A practice transition is an extremely sensitive process that could be improved and supported by technologies. A sophisticated combination of both clinical and technology aspects in a dental practice management can drive a successful practice transition.
Imagine that you have successfully passed through your checklist which includes:
- Patients' records audit
- Business policies review
- Treatment planning review
- Billing and collections policies and procedures review
- Scheduling process review
- New patients' journey review
- Facility examination
- Treatment rooms check
- Lease documents audit
- Stuff analysis
Let's look closer at a new patient’s journey.
- How many new patients are coming in each month?
- What are the referral sources?
- What types of marketing are currently implemented, and what is their return on investment?
A range of digital tools used to acquire and retain dental patients could be an important success or a failure factor. If you don't have metrics, you can't know what should be improved.
I had an experience with a dental practice, there the only source of new patients was a front desk receptionist networking. She was making notes in a paper journal. During a practice transition, a new practice owner was supposed to only get this paper journal as a "clients' management system". There is no need to mention, that we recommended to integrate electronic patients' records, enter a patient's data as well as to integrate metrics before the beginning of a practice transition.

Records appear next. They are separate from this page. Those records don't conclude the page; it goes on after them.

use std::sync::Arc;

use chrono::NaiveDate;
use serde::Serialize;
use tokio::sync::broadcast;
use tracing::{info, warn};

use crate::data::storage::SqliteStore;
use crate::engine::events::{BroadcastPublisher, JobScheduler, JobStatus, TokioJobScheduler};
use crate::engine::orchestrator::BatchRun;
use crate::engine::session::{aborted_result, ImportContext, ImportSession, ImportSource};
use crate::errors::AppError;
use crate::models::config::{ExecutionMode, ImportOptions, ServiceConfig};
use crate::models::progress::{BatchImportProgress, ImportProgress, ProgressEvent};
use crate::models::result::{BatchImportResult, ImportResult};

/// Outcome of a range delete.
#[derive(Debug, Clone, Serialize)]
pub struct PurgeReport {
    pub symbol: String,
    pub from: NaiveDate,
    pub to: NaiveDate,
    pub removed: usize,
    #[serde(skip_serializing_if = "Option::is_none")]
    pub backup_path: Option<String>,
}

/// Ids handed back when a batch is submitted as a background job.
#[derive(Debug, Clone, Serialize)]
pub struct BatchJob {
    pub job_id: String,
    pub batch_id: String,
}

/// Core-facing import operations.
pub struct ImportService {
    ctx: Arc<ImportContext>,
    publisher: Arc<BroadcastPublisher>,
    scheduler: Arc<dyn JobScheduler>,
}

impl ImportService {
    /// Open the SQLite store named by `config` and bind to the current tokio runtime.
    pub fn open(config: ServiceConfig) -> Result<Self, AppError> {
        let store = Arc::new(SqliteStore::open(&config.db_path, config.backup_dir())?);
        let scheduler = Arc::new(TokioJobScheduler::from_current(config.retention)?);
        Ok(Self::with_store(store, config, scheduler))
    }

    pub fn with_store(
        store: Arc<SqliteStore>,
        config: ServiceConfig,
        scheduler: Arc<dyn JobScheduler>,
    ) -> Self {
        let publisher = Arc::new(BroadcastPublisher::new(config.event_capacity));
        let ctx = ImportContext::with_sqlite(store, publisher.clone(), config);
        Self::from_context(ctx, publisher, scheduler)
    }

    /// Build around a pre-assembled context. `publisher` must be the one the context publishes to.
    pub fn from_context(
        ctx: ImportContext,
        publisher: Arc<BroadcastPublisher>,
        scheduler: Arc<dyn JobScheduler>,
    ) -> Self {
        Self {
            ctx: Arc::new(ctx),
            publisher,
            scheduler,
        }
    }

    pub fn context(&self) -> &Arc<ImportContext> {
        &self.ctx
    }

    pub fn subscribe(&self) -> broadcast::Receiver<ProgressEvent> {
        self.publisher.subscribe()
    }

    // ── Single file ──

    /// Import one file and wait for its terminal result.
    pub async fn start_import(&self, source: ImportSource, options: ImportOptions) -> ImportResult {
        let session = ImportSession::new(self.ctx.clone(), source, options, None);
        run_session(&self.ctx, session).await
    }

    /// Import one file in the background. Returns the job id; progress and
    /// the terminal event arrive on the subscription channel.
    pub fn start_import_as_job(
        &self,
        source: ImportSource,
        options: ImportOptions,
    ) -> Result<String, AppError> {
        let session = ImportSession::new(self.ctx.clone(), source, options, None);
        let name = format!("import {}", session.filename());
        let ctx = self.ctx.clone();
        self.scheduler.schedule(
            &name,
            Box::pin(async move {
                let result = run_session(&ctx, session).await;
                Ok(format!("{} {}: {}", result.import_id, result.status, result.message))
            }),
        )
    }

    pub fn get_progress(&self, import_id: &str) -> Option<ImportProgress> {
        self.ctx.registry.snapshot(import_id)
    }

    /// True iff an active import was found and signalled.
    pub fn cancel(&self, import_id: &str) -> bool {
        let signalled = self.ctx.registry.cancel(import_id);
        if signalled {
            info!("Cancelling import {}", import_id);
        }
        signalled
    }

    // ── Batches ──

    pub async fn start_batch(
        &self,
        files: Vec<ImportSource>,
        options: ImportOptions,
        parallel: bool,
        concurrency_limit: usize,
    ) -> BatchImportResult {
        let mode = execution_mode(parallel, concurrency_limit);
        BatchRun::prepare(self.ctx.clone(), files, options, mode)
            .run()
            .await
    }

    pub fn start_batch_as_job(
        &self,
        files: Vec<ImportSource>,
        options: ImportOptions,
        parallel: bool,
        concurrency_limit: usize,
    ) -> Result<BatchJob, AppError> {
        let mode = execution_mode(parallel, concurrency_limit);
        let run = BatchRun::prepare(self.ctx.clone(), files, options, mode);
        let batch_id = run.batch_id().to_string();
        let job_id = self.scheduler.schedule(
            &format!("batch {}", batch_id),
            Box::pin(async move {
                let batch = run.run().await;
                Ok(format!("{} {}: {}", batch.batch_id, batch.status, batch.message))
            }),
        )?;
        Ok(BatchJob { job_id, batch_id })
    }

    pub fn cancel_batch(&self, batch_id: &str) -> bool {
        let signalled = self.ctx.registry.cancel_batch(batch_id);
        if signalled {
            info!("Cancelling batch {}", batch_id);
        }
        signalled
    }

    pub fn get_batch_progress(&self, batch_id: &str) -> Option<BatchImportProgress> {
        self.ctx.registry.batch_progress(batch_id)
    }

    pub fn job_status(&self, job_id: &str) -> Option<JobStatus> {
        self.scheduler.status(job_id)
    }

    // ── Maintenance ──

    /// Delete an instrument's records in `[from, to]`, after a best-effort snapshot.
    pub fn delete_range(
        &self,
        symbol: &str,
        from: NaiveDate,
        to: NaiveDate,
        create_backup: bool,
    ) -> Result<PurgeReport, AppError> {
        if from > to {
            return Err(AppError::InvalidRange(format!("{} is after {}", from, to)));
        }
        let symbol = symbol.trim().to_uppercase();
        let instrument = self
            .ctx
            .instruments
            .find(&symbol)?
            .ok_or_else(|| AppError::NotFound(format!("instrument {}", symbol)))?;

        let backup_path = if create_backup {
            match self.ctx.snapshots.snapshot(&format!("pre-purge-{}", symbol)) {
                Ok(path) => Some(path.display().to_string()),
                Err(e) => {
                    warn!("Backup before purging {} failed, continuing: {}", symbol, e);
                    None
                }
            }
        } else {
            None
        };

        let removed = self.ctx.store.delete_range(instrument.id, from, to)?;
        info!("Purged {} records for {} between {} and {}", removed, symbol, from, to);

        Ok(PurgeReport {
            symbol,
            from,
            to,
            removed,
            backup_path,
        })
    }
}

fn execution_mode(parallel: bool, concurrency_limit: usize) -> ExecutionMode {
    if parallel {
        ExecutionMode::parallel(concurrency_limit)
    } else {
        ExecutionMode::sequential()
    }
}

/// Run a session on the blocking pool.
async fn run_session(ctx: &ImportContext, session: ImportSession) -> ImportResult {
    let import_id = session.import_id().to_string();
    let filename = session.filename().to_string();
    tokio::task::spawn_blocking(move || session.run())
        .await
        .unwrap_or_else(|e| aborted_result(ctx, None, &import_id, &filename, &e.to_string()))
}

#[cfg(test)]
mod tests {
    use super::*;
    use crate::data::store::{InstrumentRegistry, RecordStore};
    use crate::engine::events::JobState;
    use crate::models::progress::{ImportStatus, ProgressEventKind};

    const CSV: &str = "Date,Open,High,Low,Close,Volume\n\
        2024-01-01,10,12,9,11,1000\n\
        2024-01-02,11,13,10,12,1100\n\
        2024-01-03,12,13,10,11,900\n";

    fn service() -> ImportService {
        let store = Arc::new(SqliteStore::in_memory(std::env::temp_dir()).unwrap());
        let config = ServiceConfig::default();
        let scheduler = Arc::new(TokioJobScheduler::from_current(config.retention).unwrap());
        ImportService::with_store(store, config, scheduler)
    }

    fn source(name: &str) -> ImportSource {
        ImportSource::from_bytes(name, CSV.as_bytes().to_vec())
    }

    fn day(d: u32) -> NaiveDate {
        NaiveDate::from_ymd_opt(2024, 1, d).unwrap()
    }

    #[tokio::test(flavor = "multi_thread", worker_threads = 2)]
    async fn test_start_import_publishes_lifecycle() {
        let svc = service();
        let mut rx = svc.subscribe();
        let result = svc.start_import(source("aapl.csv"), ImportOptions::default()).await;
        assert_eq!(result.status, ImportStatus::Completed);

        let mut kinds = Vec::new();
        let mut operations = Vec::new();
        while let Ok(event) = rx.try_recv() {
            kinds.push(event.kind);
            operations.push(event.progress.current_operation);
        }
        assert!(operations.iter().any(|op| op == "Wrote chunk 1 (100%)"));
        assert_eq!(kinds.first(), Some(&ProgressEventKind::Started));
        assert_eq!(kinds.last(), Some(&ProgressEventKind::Finished));

        let progress = svc.get_progress(&result.import_id).unwrap();
        assert_eq!(progress.status, ImportStatus::Completed);
        assert!(!svc.cancel(&result.import_id));
    }

    #[tokio::test(flavor = "multi_thread", worker_threads = 2)]
    async fn test_import_job_completes() {
        let svc = service();
        let job_id = svc
            .start_import_as_job(source("aapl.csv"), ImportOptions::default())
            .unwrap();

        let mut status = svc.job_status(&job_id).unwrap();
        for _ in 0..200 {
            if status.finished_at.is_some() {
                break;
            }
            tokio::time::sleep(std::time::Duration::from_millis(10)).await;
            status = svc.job_status(&job_id).unwrap();
        }
        match status.state {
            JobState::Completed { summary } => assert!(summary.contains("completed")),
            other => panic!("unexpected job state {:?}", other),
        }
    }

    #[tokio::test(flavor = "multi_thread", worker_threads = 2)]
    async fn test_batch_job_reports_progress() {
        let svc = service();
        let job = svc
            .start_batch_as_job(
                vec![source("aapl.csv"), source("msft.csv")],
                ImportOptions::default(),
                true,
                2,
            )
            .unwrap();
        assert!(svc.get_batch_progress(&job.batch_id).is_some());

        for _ in 0..200 {
            if svc.job_status(&job.job_id).is_some_and(|s| s.finished_at.is_some()) {
                break;
            }
            tokio::time::sleep(std::time::Duration::from_millis(10)).await;
        }
        let progress = svc.get_batch_progress(&job.batch_id).unwrap();
        assert_eq!(progress.status, ImportStatus::Completed);
        assert_eq!(progress.successful_files, 2);
        assert_eq!(progress.successful_records, 6);
    }

    #[tokio::test(flavor = "multi_thread", worker_threads = 2)]
    async fn test_delete_range() {
        let svc = service();
        svc.start_import(source("aapl.csv"), ImportOptions::default()).await;

        let report = svc.delete_range("aapl", day(2), day(3), false).unwrap();
        assert_eq!(report.symbol, "AAPL");
        assert_eq!(report.removed, 2);

        let instrument = svc.context().instruments.find("AAPL").unwrap().unwrap();
        assert_eq!(svc.context().store.count_records(instrument.id).unwrap(), 1);
    }

    #[tokio::test(flavor = "multi_thread", worker_threads = 2)]
    async fn test_delete_range_rejects_bad_input() {
        let svc = service();
        assert!(matches!(
            svc.delete_range("AAPL", day(3), day(1), false),
            Err(AppError::InvalidRange(_))
        ));
        assert!(matches!(
            svc.delete_range("NOPE", day(1), day(3), false),
            Err(AppError::NotFound(_))
        ));
    }
}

Another practice owner asked us "Why should I tell you how many new patients do we have each month?". Well, because if you are only generating new patients and you have a low patients' retention index, it's about a time to seriously rethink your approach. To see the real picture, a practice should implement data analytics tools helping to analyse a patient's structure, their referral sources, the most popular procedures and a patient's life cycle.
On the top of it, a practice should also pay a continuous attention on its marketing and an ROI (return on investment). You could be surprised with numbers, but, if you are tracking your new patients' sources as well as money invested to acquire them, you may completely revise your marketing approach.
Some practices can realise that their best patients' source is an event marketing and that all the money they have been spending on other marketing tools brought them nothing. To clearly understand what source bring new patients, a practice should thoroughly collect data and analyse it on a regular basis.
A sophisticated implementation of technologies into a dental practice routine could help its owner to realistically estimate its value and to conduct an efficient practice transition.
An implementation of technologies enhances financial stability, develops business processes that create efficient workflows and makes a significant impact on a practice outcomes.
A successful practice transition partially relies on technologies integrated into a practice management. Developing an understanding of the importance of these technologies and their implementation makes selling a practice simpler and more profitable in the long run.